Wednesday, June 12, 2013

Review: "All Over But the Shoutin" by Rick Bragg

It's been a while since I reviewed a memoir.

There was a time when I was really into this genre and read all the memoirs I could get my hands on. I even wanted to write a memoir myself, but had to put that project on hold because--I don't know if you know this--memoirs are really, really hard! You'd think at first glance that they would be easier to write than fiction because you're drawing from real life events, and the writers who do it well make it look effortless. However, a memoir has a very difficult task to accomplish: take something that is, by definition, complicated and without end (LIFE) (let's pop some bold and underline on that actually) (LIFE) and transform it into a neat, linear story with a beginning, middle and end.

Life is very unsuited to literature. It defies the standard three-act structure, never supplies the satisfying story and character arcs that make for compelling fiction, and has this nasty way of just petering out into the next series of events without giving you any satisfying conclusion. There are no bangs at the end so you know when to clap.
Maybe if they'd shot him out of a cannon at the end?
As proof of my theory, today's author, Rick Bragg, had to win a Pulitzer in journalism before he wrote his memoir, "All Over But the Shoutin." Or maybe that's just a coincidence. Either way, it's quite a good memoir about growing up poor in the rural South.

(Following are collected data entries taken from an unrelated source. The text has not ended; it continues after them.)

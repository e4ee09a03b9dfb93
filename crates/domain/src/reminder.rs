use crate::booking::Booking;
use chrono_tz::Tz;
use serde::{Deserialize, Serialize};
use std::fmt::Display;

const MILLIS_PER_HOUR: f64 = 1000.0 * 60.0 * 60.0;

/// The reminder notifications sent ahead of an appointment
#[derive(Debug, Clone, Copy, PartialEq, Eq, Hash, Serialize, Deserialize)]
#[serde(rename_all = "camelCase")]
pub enum ReminderWindow {
    WeekBefore,
    DayBefore,
    TwoHours,
}

impl ReminderWindow {
    pub const ALL: [ReminderWindow; 3] = [Self::WeekBefore, Self::DayBefore, Self::TwoHours];

    /// Inclusive band of hours before the appointment in which the reminder fires.
    /// The bands are wide enough for a pass running every one or two hours to
    /// land inside them at least once.
    pub fn trigger_band_hours(&self) -> (f64, f64) {
        match self {
            Self::WeekBefore => (144.0, 192.0),
            Self::DayBefore => (23.0, 25.0),
            Self::TwoHours => (1.5, 2.5),
        }
    }

    pub fn in_band(&self, hours_until_appointment: f64) -> bool {
        let (min, max) = self.trigger_band_hours();
        hours_until_appointment >= min && hours_until_appointment <= max
    }

    pub fn as_str(&self) -> &'static str {
        match self {
            Self::WeekBefore => "week_before",
            Self::DayBefore => "day_before",
            Self::TwoHours => "two_hours",
        }
    }

    pub fn label(&self) -> &'static str {
        match self {
            Self::WeekBefore => "in one week",
            Self::DayBefore => "tomorrow",
            Self::TwoHours => "in two hours",
        }
    }
}

impl Display for ReminderWindow {
    fn fmt(&self, f: &mut std::fmt::Formatter<'_>) -> std::fmt::Result {
        write!(f, "{}", self.as_str())
    }
}

#[derive(Debug, Clone, PartialEq)]
pub struct DueReminder {
    pub booking: Booking,
    pub window: ReminderWindow,
}

/// The reminder windows that are currently due for a `Booking`.
/// Only active bookings starting after `now` can have due reminders, and a
/// window that was already sent is never due again.
pub fn due_windows(booking: &Booking, now: i64, tz: &Tz) -> Vec<ReminderWindow> {
    if !booking.status.is_active() {
        return Vec::new();
    }
    let start = match booking.start_ts(tz) {
        Some(start) if start > now => start,
        _ => return Vec::new(),
    };
    let hours_until = (start - now) as f64 / MILLIS_PER_HOUR;

    ReminderWindow::ALL
        .iter()
        .copied()
        .filter(|window| window.in_band(hours_until) && !booking.reminders.is_sent(*window))
        .collect()
}

pub fn due_reminders<I>(bookings: I, now: i64, tz: &Tz) -> Vec<DueReminder>
where
    I: IntoIterator<Item = Booking>,
{
    bookings
        .into_iter()
        .flat_map(|booking| {
            due_windows(&booking, now, tz)
                .into_iter()
                .map(|window| DueReminder {
                    booking: booking.clone(),
                    window,
                })
                .collect::<Vec<_>>()
        })
        .collect()
}

#[cfg(test)]
mod tests {
    use super::*;
    use crate::booking::tests::booking_factory;
    use crate::status::BookingStatus;
    use chrono::prelude::*;

    const HOUR: i64 = 1000 * 60 * 60;

    fn appointment_start() -> DateTime<Utc> {
        Utc.with_ymd_and_hms(2025, 3, 10, 14, 0, 0).unwrap()
    }

    fn booking() -> Booking {
        let start = appointment_start();
        booking_factory(start.date_naive(), start.time(), 60)
    }

    /// `now` such that the appointment starts in `hours` hours
    fn now_before(hours: f64) -> i64 {
        appointment_start().timestamp_millis() - (hours * HOUR as f64) as i64
    }

    fn windows_at(booking: &Booking, hours: f64) -> Vec<ReminderWindow> {
        due_windows(booking, now_before(hours), &chrono_tz::UTC)
    }

    #[test]
    fn day_before_band_edges() {
        let booking = booking();
        assert_eq!(windows_at(&booking, 24.0), vec![ReminderWindow::DayBefore]);
        assert_eq!(windows_at(&booking, 23.0), vec![ReminderWindow::DayBefore]);
        assert_eq!(windows_at(&booking, 25.0), vec![ReminderWindow::DayBefore]);
        assert!(windows_at(&booking, 22.9).is_empty());
        assert!(windows_at(&booking, 25.1).is_empty());
    }

    #[test]
    fn week_before_band_edges() {
        let booking = booking();
        assert_eq!(windows_at(&booking, 144.0), vec![ReminderWindow::WeekBefore]);
        assert_eq!(windows_at(&booking, 168.0), vec![ReminderWindow::WeekBefore]);
        assert_eq!(windows_at(&booking, 192.0), vec![ReminderWindow::WeekBefore]);
        assert!(windows_at(&booking, 143.5).is_empty());
        assert!(windows_at(&booking, 192.5).is_empty());
    }

    #[test]
    fn two_hours_band_edges() {
        let booking = booking();
        assert_eq!(windows_at(&booking, 2.0), vec![ReminderWindow::TwoHours]);
        assert_eq!(windows_at(&booking, 1.5), vec![ReminderWindow::TwoHours]);
        assert_eq!(windows_at(&booking, 2.5), vec![ReminderWindow::TwoHours]);
        assert!(windows_at(&booking, 1.4).is_empty());
        assert!(windows_at(&booking, 2.6).is_empty());
    }

    #[test]
    fn sent_windows_are_not_due() {
        let mut booking = booking();
        booking.reminders.mark(ReminderWindow::DayBefore, 1);
        assert!(windows_at(&booking, 24.0).is_empty());
        assert_eq!(windows_at(&booking, 2.0), vec![ReminderWindow::TwoHours]);
    }

    #[test]
    fn only_active_future_bookings_have_due_reminders() {
        let mut booking = booking();
        booking.status = BookingStatus::Confirmed;
        assert_eq!(windows_at(&booking, 24.0).len(), 1);

        for status in [BookingStatus::Cancelled, BookingStatus::Completed] {
            booking.status = status;
            assert!(windows_at(&booking, 24.0).is_empty());
        }

        booking.status = BookingStatus::Pending;
        assert!(windows_at(&booking, -1.0).is_empty());
        assert!(windows_at(&booking, 0.0).is_empty());
    }

    #[test]
    fn collects_descriptors_for_many_bookings() {
        let tomorrow = booking();
        let mut next_week = booking();
        next_week.date = next_week.date + chrono::Duration::days(6);
        let mut cancelled = booking();
        cancelled.status = BookingStatus::Cancelled;

        let due = due_reminders(
            vec![tomorrow.clone(), next_week.clone(), cancelled],
            now_before(24.0),
            &chrono_tz::UTC,
        );
        assert_eq!(due.len(), 2);
        assert_eq!(due[0].booking.id, tomorrow.id);
        assert_eq!(due[0].window, ReminderWindow::DayBefore);
        assert_eq!(due[1].booking.id, next_week.id);
        assert_eq!(due[1].window, ReminderWindow::WeekBefore);
    }
}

This describes a lot of offerings in the memoir genre, I know, and Bragg admits at the beginning of his book that his is a very typical story and perhaps of no interest to anyone. He didn't write his memoir to break new ground, but rather because his beloved grandmother died and made him aware of how little time certain members of his family may have left on the earth. He wanted to capture their stories and life experiences before they died, because they'd always been dismissed as unimportant in the eyes of society, but were important to him personally and therefore worthy of memorializing.

I don't think this is best memoir I've ever read, but I found it noteworthy because of how self-effacing Bragg is in describing his life. Memoir writing is inherently a narcissistic endeavor, in that the author assumes that whatever happened in her life is so fascinating that the rest of the world needs to know about it. Frequently the author is correct in that assumption, otherwise why would we read memoirs? But Bragg's memoir is significant because he focuses less on what makes him and his family unique, and more on what makes them the same as all the other people he meets later in life as a journalist, even if those other people are freedom fighters in Haiti or bodega owners in the Bronx.

There's a wonderful universality about Bragg's writing that you don't often encounter in the memoir genre. The book does suffer in  a few places from having a too much emotional distance from its main subject--Rick Bragg--but makes up for it by imbuing even passing characters with liveliness and humanity.

Final Grade: B. Recommended for fans of memoirs, stories about the South, and those interested in journalism.